Theory of Data Synchronization in Computer Science timely receipt of relevant information is a prerequisite for making informed decisions. Naturally, being in the office in front of a computer screen, getting the necessary information is not a problem. But everything becomes much more complicated if you have a computer, not one, but at least two; if you went on a business trip or affairs require your intervention, even on vacation; if you regularly have to download updated versions of files from the company's server; if you are working on one project with a group of employees and are forced to regularly look at the latest versions of documents from a common folder of this project stored on a remote server, etc.
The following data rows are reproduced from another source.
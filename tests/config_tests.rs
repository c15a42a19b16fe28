// Config loading and validation tests

use nodecost::config::{AppConfig, OutputFormat};

const VALID_CONFIG: &str = r#"
[input]
nodes_path = "data/nodes.json"

[report]
currency = "EUR"
precision = 2
only_priced = true
format = "json"
"#;

#[test]
fn test_config_loads_from_str() {
    let config = AppConfig::load_from_str(VALID_CONFIG).expect("load_from_str");
    assert_eq!(config.input.nodes_path, "data/nodes.json");
    assert_eq!(config.report.currency, "EUR");
    assert_eq!(config.report.precision, 2);
    assert!(config.report.only_priced);
    assert_eq!(config.report.format, OutputFormat::Json);
}

#[test]
fn test_config_report_defaults_when_omitted() {
    let config = AppConfig::load_from_str("[input]\nnodes_path = \"nodes.json\"\n").expect("valid");
    assert_eq!(config.report.currency, "USD");
    assert_eq!(config.report.precision, 4);
    assert!(!config.report.only_priced);
    assert_eq!(config.report.format, OutputFormat::Text);
}

#[test]
fn test_config_validation_rejects_empty_nodes_path() {
    let bad = VALID_CONFIG.replace("nodes_path = \"data/nodes.json\"", "nodes_path = \"\"");
    let err = AppConfig::load_from_str(&bad).unwrap_err();
    assert!(err.to_string().contains("input.nodes_path"));
}

#[test]
fn test_config_validation_rejects_empty_currency() {
    let bad = VALID_CONFIG.replace("currency = \"EUR\"", "currency = \"\"");
    let err = AppConfig::load_from_str(&bad).unwrap_err();
    assert!(err.to_string().contains("report.currency"));
}

#[test]
fn test_config_validation_rejects_large_precision() {
    let bad = VALID_CONFIG.replace("precision = 2", "precision = 13");
    let err = AppConfig::load_from_str(&bad).unwrap_err();
    assert!(err.to_string().contains("report.precision"));
}

#[test]
fn test_config_rejects_unknown_format() {
    let bad = VALID_CONFIG.replace("format = \"json\"", "format = \"yaml\"");
    assert!(AppConfig::load_from_str(&bad).is_err());
}

#[test]
fn test_config_rejects_missing_input() {
    assert!(AppConfig::load_from_str("[report]\ncurrency = \"USD\"\n").is_err());
}

#[test]
fn test_config_validation_rejects_invalid_toml() {
    let err = AppConfig::load_from_str("not valid toml [[[").unwrap_err();
    assert!(!err.to_string().is_empty());
}

#[test]
fn test_config_load_from_file_via_env() {
    let dir = tempfile::TempDir::new().unwrap();
    let path = dir.path().join("config.toml");
    std::fs::write(&path, VALID_CONFIG).unwrap();
    unsafe { std::env::set_var("CONFIG_FILE", path.to_str().unwrap()) };
    let result = AppConfig::load();
    unsafe { std::env::remove_var("CONFIG_FILE") };
    let config = result.expect("load from CONFIG_FILE");
    assert_eq!(config.input.nodes_path, "data/nodes.json");
    assert_eq!(config.report.currency, "EUR");
}
// Crate identity baked in at build time; logged by the binary on startup.

pub const VERSION: &str = env!("CARGO_PKG_VERSION");
pub const NAME: &str = env!("CARGO_PKG_NAME");
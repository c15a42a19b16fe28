use serde::Deserialize;

const MAX_PRECISION: usize = 12;

#[derive(Debug, Clone, Deserialize)]
pub struct AppConfig {
    pub input: InputConfig,
    #[serde(default)]
    pub report: ReportConfig,
}

#[derive(Debug, Clone, Deserialize)]
pub struct InputConfig {
    /// JSON array of serialized nodes.
    pub nodes_path: String,
}

/// Report output; written in lowercase in config (e.g. "json").
#[derive(Debug, Clone, Copy, Default, PartialEq, Eq, Deserialize)]
#[serde(rename_all = "lowercase")]
pub enum OutputFormat {
    #[default]
    Text,
    Json,
}

#[derive(Debug, Clone, Deserialize)]
pub struct ReportConfig {
    #[serde(default = "default_currency")]
    pub currency: String,
    /// Decimal places for prices in text output.
    #[serde(default = "default_precision")]
    pub precision: usize,
    /// Leave out nodes whose cost is unknown.
    #[serde(default)]
    pub only_priced: bool,
    #[serde(default)]
    pub format: OutputFormat,
}

fn default_currency() -> String {
    "USD".into()
}

fn default_precision() -> usize {
    4
}

impl Default for ReportConfig {
    fn default() -> Self {
        Self {
            currency: default_currency(),
            precision: default_precision(),
            only_priced: false,
            format: OutputFormat::default(),
        }
    }
}

impl AppConfig {
    pub fn load() -> anyhow::Result<Self> {
        let path = std::env::var("CONFIG_FILE").unwrap_or_else(|_| "config.toml".into());
        let s = std::fs::read_to_string(&path)?;
        Self::load_from_str(&s)
    }

    /// Parse and validate config from a string (e.g. for tests).
    pub fn load_from_str(s: &str) -> anyhow::Result<Self> {
        let config: AppConfig = toml::from_str(s)?;
        config.validate()?;
        Ok(config)
    }

    fn validate(&self) -> anyhow::Result<()> {
        anyhow::ensure!(
            !self.input.nodes_path.is_empty(),
            "input.nodes_path must be non-empty"
        );
        anyhow::ensure!(
            !self.report.currency.is_empty(),
            "report.currency must be non-empty"
        );
        anyhow::ensure!(
            self.report.precision <= MAX_PRECISION,
            "report.precision must be <= {}, got {}",
            MAX_PRECISION,
            self.report.precision
        );
        Ok(())
    }
}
In all these cases we are talking about the same thing - data synchronization. This term refers to synchronization of related folders with files and nested subfolders located on the same or on different computers. During synchronization, specialized programs scan files with the same name in related folders and compare them on several grounds: by file date — this is usually the main criterion, as well as by size and checksum — these are additional criteria that are not supported by all synchronization programs. The latest copies of files found in this way are sent to a relative folder for updating old copies. The same thing happens with newly appeared files that were not originally in the related folder. The result of synchronization is the complete identity of the related folders - in other words, after synchronization, all files and subfolders in them will be the same.

Synchronization basics

Theory of Data Synchronization in Computer Science it is usually synchronized between related folders located on different computers. Computers can be connected to each other directly via a local area network, infrared port or the Internet. This is the fastest and most convenient option, since the data is synchronized in one step - as a rule, it’s enough to press a single button in the program window.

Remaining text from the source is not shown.